## Brief
Please return every line below that contains the string "payload".

____________

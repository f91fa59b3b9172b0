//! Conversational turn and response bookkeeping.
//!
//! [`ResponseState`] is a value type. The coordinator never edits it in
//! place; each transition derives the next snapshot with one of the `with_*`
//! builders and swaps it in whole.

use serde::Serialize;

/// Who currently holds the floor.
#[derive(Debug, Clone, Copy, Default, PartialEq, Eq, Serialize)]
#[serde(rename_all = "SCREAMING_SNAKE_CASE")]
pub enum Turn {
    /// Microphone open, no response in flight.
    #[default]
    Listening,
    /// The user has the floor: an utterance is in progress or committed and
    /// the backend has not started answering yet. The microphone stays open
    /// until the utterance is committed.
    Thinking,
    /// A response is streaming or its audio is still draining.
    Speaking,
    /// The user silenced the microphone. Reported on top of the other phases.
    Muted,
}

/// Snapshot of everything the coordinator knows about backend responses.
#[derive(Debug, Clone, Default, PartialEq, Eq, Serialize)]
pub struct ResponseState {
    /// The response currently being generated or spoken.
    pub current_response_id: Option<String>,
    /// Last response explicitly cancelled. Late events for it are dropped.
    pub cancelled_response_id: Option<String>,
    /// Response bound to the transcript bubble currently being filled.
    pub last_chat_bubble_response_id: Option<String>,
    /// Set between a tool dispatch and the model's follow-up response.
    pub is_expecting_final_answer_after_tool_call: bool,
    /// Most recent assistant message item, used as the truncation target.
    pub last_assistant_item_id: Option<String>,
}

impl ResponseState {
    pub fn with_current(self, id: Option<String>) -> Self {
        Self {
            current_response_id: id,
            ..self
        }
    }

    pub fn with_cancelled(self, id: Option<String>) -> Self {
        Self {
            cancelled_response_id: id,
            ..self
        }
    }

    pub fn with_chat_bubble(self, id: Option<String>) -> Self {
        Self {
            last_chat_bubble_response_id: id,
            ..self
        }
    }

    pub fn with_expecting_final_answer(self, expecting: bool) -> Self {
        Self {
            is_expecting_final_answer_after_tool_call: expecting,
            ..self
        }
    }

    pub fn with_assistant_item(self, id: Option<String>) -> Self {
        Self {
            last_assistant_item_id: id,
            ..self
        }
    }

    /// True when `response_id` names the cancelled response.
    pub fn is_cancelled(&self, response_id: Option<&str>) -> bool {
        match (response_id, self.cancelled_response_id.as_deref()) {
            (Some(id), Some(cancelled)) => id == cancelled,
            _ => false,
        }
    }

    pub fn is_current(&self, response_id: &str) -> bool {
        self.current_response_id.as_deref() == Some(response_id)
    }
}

____________

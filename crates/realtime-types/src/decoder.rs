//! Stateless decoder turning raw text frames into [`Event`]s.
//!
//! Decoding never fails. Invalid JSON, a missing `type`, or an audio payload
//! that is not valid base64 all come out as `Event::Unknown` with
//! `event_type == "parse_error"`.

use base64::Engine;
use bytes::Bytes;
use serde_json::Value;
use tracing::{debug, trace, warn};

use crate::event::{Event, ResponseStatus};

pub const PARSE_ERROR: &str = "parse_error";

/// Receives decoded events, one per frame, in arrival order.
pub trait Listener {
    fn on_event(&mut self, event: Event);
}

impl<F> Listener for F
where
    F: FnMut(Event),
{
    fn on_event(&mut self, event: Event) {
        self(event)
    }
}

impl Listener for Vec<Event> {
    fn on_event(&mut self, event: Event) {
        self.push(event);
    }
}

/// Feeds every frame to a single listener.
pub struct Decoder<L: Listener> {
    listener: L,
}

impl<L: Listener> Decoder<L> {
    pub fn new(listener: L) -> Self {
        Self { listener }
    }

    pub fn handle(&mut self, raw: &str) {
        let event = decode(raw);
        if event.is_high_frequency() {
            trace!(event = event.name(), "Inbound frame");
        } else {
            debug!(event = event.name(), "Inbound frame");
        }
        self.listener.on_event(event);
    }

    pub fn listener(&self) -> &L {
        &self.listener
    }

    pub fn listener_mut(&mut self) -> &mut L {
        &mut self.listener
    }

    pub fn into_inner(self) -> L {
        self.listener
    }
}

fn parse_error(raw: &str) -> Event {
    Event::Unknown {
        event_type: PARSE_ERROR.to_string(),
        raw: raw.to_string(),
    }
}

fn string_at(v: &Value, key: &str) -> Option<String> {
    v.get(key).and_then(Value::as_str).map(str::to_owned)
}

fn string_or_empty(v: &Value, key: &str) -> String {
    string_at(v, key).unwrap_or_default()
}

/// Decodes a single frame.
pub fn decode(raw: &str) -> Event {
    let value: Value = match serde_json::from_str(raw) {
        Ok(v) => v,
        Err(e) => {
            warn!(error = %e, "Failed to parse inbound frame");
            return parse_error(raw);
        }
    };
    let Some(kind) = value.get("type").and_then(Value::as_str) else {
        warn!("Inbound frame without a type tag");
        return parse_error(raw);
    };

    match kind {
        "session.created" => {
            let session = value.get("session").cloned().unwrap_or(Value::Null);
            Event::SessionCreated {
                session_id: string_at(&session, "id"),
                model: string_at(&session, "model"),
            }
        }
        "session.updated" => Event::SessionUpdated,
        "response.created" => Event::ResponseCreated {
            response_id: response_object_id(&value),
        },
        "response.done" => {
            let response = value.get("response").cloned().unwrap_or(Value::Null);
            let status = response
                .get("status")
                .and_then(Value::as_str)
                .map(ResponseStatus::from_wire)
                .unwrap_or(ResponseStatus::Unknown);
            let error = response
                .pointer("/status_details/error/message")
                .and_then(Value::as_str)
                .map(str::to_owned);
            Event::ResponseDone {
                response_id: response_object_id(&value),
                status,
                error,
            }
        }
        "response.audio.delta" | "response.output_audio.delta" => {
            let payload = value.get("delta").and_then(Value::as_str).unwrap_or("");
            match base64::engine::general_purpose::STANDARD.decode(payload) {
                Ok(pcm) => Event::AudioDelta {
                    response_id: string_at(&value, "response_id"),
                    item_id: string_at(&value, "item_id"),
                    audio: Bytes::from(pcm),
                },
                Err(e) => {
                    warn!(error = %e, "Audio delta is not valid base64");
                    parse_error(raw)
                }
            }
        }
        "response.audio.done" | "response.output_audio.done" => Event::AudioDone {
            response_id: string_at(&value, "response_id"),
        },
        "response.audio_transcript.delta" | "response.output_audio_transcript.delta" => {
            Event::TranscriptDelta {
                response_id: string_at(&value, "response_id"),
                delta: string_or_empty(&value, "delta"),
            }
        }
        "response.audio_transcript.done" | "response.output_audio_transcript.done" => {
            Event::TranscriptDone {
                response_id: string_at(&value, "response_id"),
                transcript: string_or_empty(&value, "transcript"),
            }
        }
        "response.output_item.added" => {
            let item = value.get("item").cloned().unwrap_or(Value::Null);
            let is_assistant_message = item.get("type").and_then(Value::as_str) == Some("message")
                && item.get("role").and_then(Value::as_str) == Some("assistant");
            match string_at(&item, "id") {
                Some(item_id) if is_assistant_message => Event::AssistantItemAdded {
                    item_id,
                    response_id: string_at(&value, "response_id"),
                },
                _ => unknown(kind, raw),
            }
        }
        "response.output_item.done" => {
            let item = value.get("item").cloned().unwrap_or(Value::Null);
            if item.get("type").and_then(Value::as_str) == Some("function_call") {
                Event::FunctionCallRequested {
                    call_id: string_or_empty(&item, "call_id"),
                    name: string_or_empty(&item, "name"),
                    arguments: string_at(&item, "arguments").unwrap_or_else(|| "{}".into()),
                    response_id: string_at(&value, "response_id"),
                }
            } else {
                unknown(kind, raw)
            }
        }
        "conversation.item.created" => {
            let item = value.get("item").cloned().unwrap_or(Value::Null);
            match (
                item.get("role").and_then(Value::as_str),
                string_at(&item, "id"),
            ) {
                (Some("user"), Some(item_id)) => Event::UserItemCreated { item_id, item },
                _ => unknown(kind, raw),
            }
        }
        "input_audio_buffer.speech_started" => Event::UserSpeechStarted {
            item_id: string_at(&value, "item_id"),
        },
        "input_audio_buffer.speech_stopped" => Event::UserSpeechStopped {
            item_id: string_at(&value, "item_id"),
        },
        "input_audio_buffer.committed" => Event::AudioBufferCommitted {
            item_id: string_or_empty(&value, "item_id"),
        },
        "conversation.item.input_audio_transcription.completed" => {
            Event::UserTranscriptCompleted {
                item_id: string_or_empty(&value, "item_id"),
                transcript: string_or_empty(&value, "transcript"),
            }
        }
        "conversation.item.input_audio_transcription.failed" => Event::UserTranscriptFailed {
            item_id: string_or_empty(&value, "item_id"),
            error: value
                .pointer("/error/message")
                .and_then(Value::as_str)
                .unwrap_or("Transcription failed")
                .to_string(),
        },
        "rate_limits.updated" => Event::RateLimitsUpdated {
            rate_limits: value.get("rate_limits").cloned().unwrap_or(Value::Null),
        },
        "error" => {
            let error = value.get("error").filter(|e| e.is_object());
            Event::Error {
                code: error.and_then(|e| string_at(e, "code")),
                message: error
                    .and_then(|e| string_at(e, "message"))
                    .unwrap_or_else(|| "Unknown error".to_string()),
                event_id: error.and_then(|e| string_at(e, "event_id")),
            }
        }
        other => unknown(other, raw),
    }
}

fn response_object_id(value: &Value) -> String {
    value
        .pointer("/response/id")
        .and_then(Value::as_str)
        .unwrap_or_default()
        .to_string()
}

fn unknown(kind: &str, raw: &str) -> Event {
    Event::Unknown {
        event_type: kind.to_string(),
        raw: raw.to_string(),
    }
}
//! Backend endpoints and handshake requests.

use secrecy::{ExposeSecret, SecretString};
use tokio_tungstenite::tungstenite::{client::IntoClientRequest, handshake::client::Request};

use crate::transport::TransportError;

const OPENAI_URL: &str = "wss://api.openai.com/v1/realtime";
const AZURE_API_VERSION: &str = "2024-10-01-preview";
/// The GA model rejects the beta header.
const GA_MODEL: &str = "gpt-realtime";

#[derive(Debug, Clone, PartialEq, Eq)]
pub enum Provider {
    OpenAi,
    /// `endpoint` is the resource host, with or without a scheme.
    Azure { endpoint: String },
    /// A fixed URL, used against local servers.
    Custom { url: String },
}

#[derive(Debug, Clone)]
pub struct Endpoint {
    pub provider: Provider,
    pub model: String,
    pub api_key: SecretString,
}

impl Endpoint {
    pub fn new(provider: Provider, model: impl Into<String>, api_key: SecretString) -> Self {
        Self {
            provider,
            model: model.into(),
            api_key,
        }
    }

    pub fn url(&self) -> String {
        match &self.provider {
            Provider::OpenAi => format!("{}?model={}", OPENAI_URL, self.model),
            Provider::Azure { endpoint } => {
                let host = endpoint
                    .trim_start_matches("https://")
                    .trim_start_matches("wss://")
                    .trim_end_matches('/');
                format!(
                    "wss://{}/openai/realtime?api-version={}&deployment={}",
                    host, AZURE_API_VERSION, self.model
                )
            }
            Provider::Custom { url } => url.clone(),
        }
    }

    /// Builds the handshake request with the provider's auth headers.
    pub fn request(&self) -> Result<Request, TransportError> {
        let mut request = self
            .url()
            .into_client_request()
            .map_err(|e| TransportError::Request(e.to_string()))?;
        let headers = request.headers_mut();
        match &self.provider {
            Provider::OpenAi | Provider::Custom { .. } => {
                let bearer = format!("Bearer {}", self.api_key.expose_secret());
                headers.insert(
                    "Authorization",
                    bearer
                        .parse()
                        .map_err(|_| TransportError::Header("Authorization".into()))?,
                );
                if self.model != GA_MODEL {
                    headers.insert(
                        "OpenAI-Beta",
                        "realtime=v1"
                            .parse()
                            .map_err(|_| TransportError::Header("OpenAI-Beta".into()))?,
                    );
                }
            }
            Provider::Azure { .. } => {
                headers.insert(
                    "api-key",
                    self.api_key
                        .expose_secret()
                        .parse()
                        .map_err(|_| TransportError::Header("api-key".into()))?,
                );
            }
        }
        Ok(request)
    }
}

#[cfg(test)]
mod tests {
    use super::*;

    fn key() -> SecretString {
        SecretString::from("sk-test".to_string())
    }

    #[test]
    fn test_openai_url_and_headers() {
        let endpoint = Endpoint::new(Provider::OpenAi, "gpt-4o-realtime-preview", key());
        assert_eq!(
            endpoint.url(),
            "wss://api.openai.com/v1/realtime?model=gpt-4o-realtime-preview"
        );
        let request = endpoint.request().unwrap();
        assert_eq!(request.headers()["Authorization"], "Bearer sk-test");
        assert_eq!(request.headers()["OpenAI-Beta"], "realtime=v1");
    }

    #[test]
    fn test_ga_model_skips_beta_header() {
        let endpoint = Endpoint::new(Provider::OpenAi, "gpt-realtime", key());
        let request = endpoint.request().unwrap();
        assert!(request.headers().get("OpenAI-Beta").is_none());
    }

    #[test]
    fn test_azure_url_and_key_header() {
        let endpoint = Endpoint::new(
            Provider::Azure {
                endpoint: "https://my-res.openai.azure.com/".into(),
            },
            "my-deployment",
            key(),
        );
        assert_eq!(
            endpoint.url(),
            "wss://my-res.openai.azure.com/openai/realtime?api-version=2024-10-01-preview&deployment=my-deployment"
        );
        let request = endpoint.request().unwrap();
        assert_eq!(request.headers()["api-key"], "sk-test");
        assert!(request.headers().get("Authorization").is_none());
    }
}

____________

## Completed task
//! Decoding never fails. Invalid JSON, a missing `type`, or an audio payload
            let payload = value.get("delta").and_then(Value::as_str).unwrap_or("");
            match base64::engine::general_purpose::STANDARD.decode(payload) {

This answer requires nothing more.